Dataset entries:
────────────────────────────────────────

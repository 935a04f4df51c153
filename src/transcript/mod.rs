//! Transcript data model
//!
//! - Raw transcript container as returned by the video client
//! - Raw segment classification ([`segment`])
//! - Normalization into timed text segments ([`normalize`])

pub mod normalize;
pub mod segment;

use serde::{Deserialize, Serialize};
use serde_json::Value;

pub use normalize::normalize;
pub use segment::RawSegment;

/// One timed caption, offsets in seconds.
#[derive(Debug, Clone, PartialEq, Serialize)]
pub struct TranscriptSegment {
    pub text: String,
    pub offset: f64,
    pub duration: f64,
}

/// Successful response body.
#[derive(Debug, Clone, Serialize)]
#[serde(rename_all = "camelCase")]
pub struct TranscriptResponse {
    pub video_title: String,
    pub transcript: Vec<TranscriptSegment>,
}

/// Transcript container: `transcript.content.body.initial_segments`.
///
/// Every level is optional; a container with any level missing has no
/// usable transcript.
#[derive(Debug, Clone, Default, Serialize, Deserialize)]
pub struct TranscriptInfo {
    pub transcript: Option<Transcript>,
}

#[derive(Debug, Clone, Default, Serialize, Deserialize)]
pub struct Transcript {
    pub content: Option<TranscriptContent>,
}

#[derive(Debug, Clone, Default, Serialize, Deserialize)]
pub struct TranscriptContent {
    pub body: Option<TranscriptBody>,
}

#[derive(Debug, Clone, Default, Serialize, Deserialize)]
pub struct TranscriptBody {
    pub initial_segments: Option<Vec<Value>>,
}

impl TranscriptInfo {
    /// Wrap a list of raw segments in a well-formed container.
    pub fn from_segments(segments: Vec<Value>) -> Self {
        Self {
            transcript: Some(Transcript {
                content: Some(TranscriptContent {
                    body: Some(TranscriptBody {
                        initial_segments: Some(segments),
                    }),
                }),
            }),
        }
    }

    /// The raw segment list, if the container is well formed.
    pub fn initial_segments(&self) -> Option<&[Value]> {
        self.transcript
            .as_ref()?
            .content
            .as_ref()?
            .body
            .as_ref()?
            .initial_segments
            .as_deref()
    }
}

/// Normalize raw segments in order, dropping those with empty text.
pub fn collect_segments(raw: &[Value]) -> Vec<TranscriptSegment> {
    raw.iter()
        .map(|value| normalize(&RawSegment::from_value(value)))
        .filter(|segment| !segment.text.is_empty())
        .collect()
}
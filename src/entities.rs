//! HTML entity decoding for caption text and titles
//!
//! YouTube escapes a handful of characters in caption snippets. Only this
//! fixed set is decoded; anything else is passed through untouched.

/// Entities replaced by [`decode`], applied in this order.
const ENTITIES: [(&str, &str); 6] = [
    ("&amp;", "&"),
    ("&lt;", "<"),
    ("&gt;", ">"),
    ("&quot;", "\""),
    ("&#39;", "'"),
    ("&nbsp;", " "),
];

/// Decode the known HTML entities in `text`.
///
/// `None` and the empty string both decode to an empty string.
pub fn decode(text: Option<&str>) -> String {
    let Some(text) = text else {
        return String::new();
    };

    ENTITIES
        .iter()
        .fold(text.to_string(), |acc, (entity, literal)| {
            if acc.contains(entity) {
                acc.replace(entity, literal)
            } else {
                acc
            }
        })
}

────────────────────────────────────────

Please copy each line above exactly as written.

Written solution:
repository 935a04f4df51c153
filename src/transcript/mod.rs
//! Transcript data model
//!
//! - Raw transcript container as returned by the video client
//! - Raw segment classification ([`segment`])
//! - Normalization into timed text segments ([`normalize`])

pub mod normalize;
pub mod segment;

use serde::{Deserialize, Serialize};
use serde_json::Value;

pub use normalize::normalize;
pub use segment::RawSegment;

/// One timed caption, offsets in seconds.
#[derive(Debug, Clone, PartialEq, Serialize)]
pub struct TranscriptSegment {
    pub text: String,
    pub offset: f64,
    pub duration: f64,
}

/// Successful response body.
#[derive(Debug, Clone, Serialize)]
#[serde(rename_all = "camelCase")]
pub struct TranscriptResponse {
    pub video_title: String,
    pub transcript: Vec<TranscriptSegment>,
}

/// Transcript container: `transcript.content.body.initial_segments`.
///
/// Every level is optional; a container with any level missing has no
/// usable transcript.
#[derive(Debug, Clone, Default, Serialize, Deserialize)]
pub struct TranscriptInfo {
    pub transcript: Option<Transcript>,
}

#[derive(Debug, Clone, Default, Serialize, Deserialize)]
pub struct Transcript {
    pub content: Option<TranscriptContent>,
}

#[derive(Debug, Clone, Default, Serialize, Deserialize)]
pub struct TranscriptContent {
    pub body: Option<TranscriptBody>,
}

#[derive(Debug, Clone, Default, Serialize, Deserialize)]
pub struct TranscriptBody {
    pub initial_segments: Option<Vec<Value>>,
}

impl TranscriptInfo {
    /// Wrap a list of raw segments in a well-formed container.
    pub fn from_segments(segments: Vec<Value>) -> Self {
        Self {
            transcript: Some(Transcript {
                content: Some(TranscriptContent {
                    body: Some(TranscriptBody {
                        initial_segments: Some(segments),
                    }),
                }),
            }),
        }
    }

    /// The raw segment list, if the container is well formed.
    pub fn initial_segments(&self) -> Option<&[Value]> {
        self.transcript
            .as_ref()?
            .content
            .as_ref()?
            .body
            .as_ref()?
            .initial_segments
            .as_deref()
    }
}

/// Normalize raw segments in order, dropping those with empty text.
pub fn collect_segments(raw: &[Value]) -> Vec<TranscriptSegment> {
    raw.iter()
        .map(|value| normalize(&RawSegment::from_value(value)))
        .filter(|segment| !segment.text.is_empty())
        .collect()
}
filename src/entities.rs
//! HTML entity decoding for caption text and titles
//!
//! YouTube escapes a handful of characters in caption snippets. Only this
//! fixed set is decoded; anything else is passed through untouched.

/// Entities replaced by [`decode`], applied in this order.
const ENTITIES: [(&str, &str); 6] = [
    ("&amp;", "&"),
    ("&lt;", "<"),
    ("&gt;", ">"),
    ("&quot;", "\""),
    ("&#39;", "'"),
    ("&nbsp;", " "),
];

/// Decode the known HTML entities in `text`.
///
/// `None` and the empty string both decode to an empty string.
pub fn decode(text: Option<&str>) -> String {
    let Some(text) = text else {
        return String::new();
    };

    ENTITIES
        .iter()
        .fold(text.to_string(), |acc, (entity, literal)| {
            if acc.contains(entity) {
                acc.replace(entity, literal)
            } else {
                acc
            }
        })
}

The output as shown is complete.